(Task brief) Your answer should consist of every line in the records that holds "crate".

################

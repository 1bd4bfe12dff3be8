//! Logging infrastructure for Shelf.
//!
//! Initializes the tracing subscriber for structured logging. Logs go to
//! stderr so stdout stays clean for answers and JSON output.

use tracing_subscriber::{fmt, layer::SubscriberExt, util::SubscriberInitExt, EnvFilter};

use crate::error::{AppError, AppResult};

/// Initialize the tracing subscriber with stderr output.
///
/// # Arguments
/// * `log_level` - Optional filter override (e.g., "debug", "shelf_retrieval=trace")
/// * `no_color` - Disable colored output
///
/// # Example
/// ```no_run
/// use shelf_core::logging::init_logging;
///
/// init_logging(None, false).expect("Failed to initialize logging");
/// ```
pub fn init_logging(log_level: Option<&str>, no_color: bool) -> AppResult<()> {
    let env_filter = build_filter(log_level)?;

    let fmt_layer = fmt::layer()
        .with_writer(std::io::stderr)
        .with_target(true)
        .with_level(true)
        .with_ansi(!no_color && supports_color());

    tracing_subscriber::registry()
        .with(env_filter)
        .with(fmt_layer)
        .try_init()
        .map_err(|e| AppError::Config(format!("Failed to init logging: {}", e)))?;

    Ok(())
}

/// Resolve the filter from the explicit level, then `RUST_LOG`, then "info".
fn build_filter(log_level: Option<&str>) -> AppResult<EnvFilter> {
    let default_level = std::env::var("RUST_LOG").unwrap_or_else(|_| "info".to_string());
    let filter_str = log_level.unwrap_or(&default_level);

    EnvFilter::try_new(filter_str)
        .map_err(|e| AppError::Config(format!("Invalid log filter '{}': {}", filter_str, e)))
}

fn supports_color() -> bool {
    std::env::var("NO_COLOR").is_err()
}

#[cfg(test)]
mod tests {
    use super::*;

    #[test]
    fn test_build_filter_accepts_directives() {
        assert!(build_filter(Some("debug")).is_ok());
        assert!(build_filter(Some("shelf_retrieval=trace,info")).is_ok());
    }

    #[test]
    fn test_build_filter_rejects_garbage() {
        assert!(build_filter(Some("shelf=notalevel")).is_err());
    }
}
//! Context retrieval orchestration.
//!
//! Plans the question, then either reads the most recent records directly
//! or runs multi-query search followed by reranking. The whole retrieval
//! runs under one deadline.

use super::planner::{RetrievalPlan, RetrievalPlanner};
use super::rerank::{RankedCandidate, Reranker};
use super::search::MultiQuerySearch;
use crate::embeddings::EmbeddingProvider;
use crate::rules::QueryRules;
use crate::store::EmbeddingStore;
use crate::types::{EmbeddingRecord, UserId};
use serde::Serialize;
use shelf_core::config::RetrievalSettings;
use shelf_core::{AppError, AppResult};
use shelf_llm::LlmClient;
use shelf_prompt::PromptSet;
use std::sync::Arc;
use std::time::Duration;

/// One record chosen for the answer context.
#[derive(Debug, Clone, PartialEq, Serialize)]
pub struct ContextEntry {
    pub record_id: i64,
    pub user_book_id: i64,
    pub content: String,
    #[serde(skip_serializing_if = "Option::is_none")]
    pub distance: Option<f32>,
    #[serde(skip_serializing_if = "Option::is_none")]
    pub score: Option<u8>,
}

impl From<EmbeddingRecord> for ContextEntry {
    fn from(record: EmbeddingRecord) -> Self {
        Self {
            record_id: record.id,
            user_book_id: record.user_book_id,
            content: record.content,
            distance: None,
            score: None,
        }
    }
}

impl From<RankedCandidate> for ContextEntry {
    fn from(ranked: RankedCandidate) -> Self {
        Self {
            distance: Some(ranked.candidate.distance),
            score: ranked.score,
            ..Self::from(ranked.candidate.record)
        }
    }
}

/// Result of a retrieval: the chosen plan and the ranked entries.
#[derive(Debug, Clone, PartialEq, Serialize)]
pub struct RetrievedContext {
    pub plan: RetrievalPlan,
    pub entries: Vec<ContextEntry>,
}

impl RetrievedContext {
    /// Entry texts joined by blank lines; empty when nothing matched.
    pub fn text(&self) -> String {
        self.entries
            .iter()
            .map(|entry| entry.content.as_str())
            .collect::<Vec<_>>()
            .join("\n\n")
    }

    pub fn is_empty(&self) -> bool {
        self.entries.is_empty()
    }
}

/// Entry point of the retrieval pipeline.
pub struct ContextRetriever {
    planner: RetrievalPlanner,
    search: MultiQuerySearch,
    reranker: Reranker,
    store: Arc<dyn EmbeddingStore>,
    top_k: usize,
    deadline: Duration,
}

impl ContextRetriever {
    /// Assemble the pipeline from injected clients.
    pub fn new(
        llm: Arc<dyn LlmClient>,
        model: impl Into<String>,
        embedder: Arc<dyn EmbeddingProvider>,
        store: Arc<dyn EmbeddingStore>,
        prompts: &PromptSet,
        rules: QueryRules,
        settings: &RetrievalSettings,
    ) -> Self {
        let model = model.into();

        let search = MultiQuerySearch::new(
            Arc::clone(&llm),
            model.clone(),
            embedder,
            Arc::clone(&store),
            prompts.rewrite.clone(),
        )
        .with_fan_out(settings.fan_out)
        .with_over_retrieve(settings.over_retrieve);

        let reranker = Reranker::new(llm, model, prompts.rerank.clone())
            .with_ceiling(settings.rerank_ceiling)
            .with_concurrency(settings.rerank_concurrency);

        Self {
            planner: RetrievalPlanner::new(rules),
            search,
            reranker,
            store,
            top_k: settings.top_k.max(1),
            deadline: Duration::from_millis(settings.deadline_ms),
        }
    }

    /// Retrieve context for a user's question.
    ///
    /// # Errors
    /// - [`AppError::InvalidQuestion`] for an empty question
    /// - [`AppError::RetrievalUnavailable`] when every search variant fails
    ///   or the deadline passes
    pub async fn retrieve(&self, user_id: UserId, question: &str) -> AppResult<RetrievedContext> {
        let question = question.trim();
        if question.is_empty() {
            return Err(AppError::InvalidQuestion(
                "Question cannot be empty".to_string(),
            ));
        }

        match tokio::time::timeout(self.deadline, self.run(user_id, question)).await {
            Ok(result) => result,
            Err(_) => {
                tracing::warn!("Retrieval exceeded {:?} deadline", self.deadline);
                Err(AppError::RetrievalUnavailable(format!(
                    "Retrieval did not finish within {} ms",
                    self.deadline.as_millis()
                )))
            }
        }
    }

    async fn run(&self, user_id: UserId, question: &str) -> AppResult<RetrievedContext> {
        let plan = self.planner.plan(question);
        tracing::info!("Retrieval plan for user {}: {:?}", user_id, plan);

        let entries: Vec<ContextEntry> = match plan {
            RetrievalPlan::Recency { status } => self
                .store
                .recent(user_id, status, self.top_k)?
                .into_iter()
                .map(ContextEntry::from)
                .collect(),

            RetrievalPlan::Semantic { ref filters } => {
                let candidates = self.search.search(user_id, question, filters).await?;
                if candidates.is_empty() {
                    Vec::new()
                } else {
                    self.reranker
                        .rerank(question, candidates, self.top_k)
                        .await
                        .into_iter()
                        .map(ContextEntry::from)
                        .collect()
                }
            }
        };

        tracing::info!("Retrieved {} context entries", entries.len());
        Ok(RetrievedContext { plan, entries })
    }
}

################

(Problem solution)
use crate::error::{AppError, AppResult};
use crate::embeddings::EmbeddingProvider;
use crate::rules::QueryRules;
use crate::store::EmbeddingStore;
use crate::types::{EmbeddingRecord, UserId};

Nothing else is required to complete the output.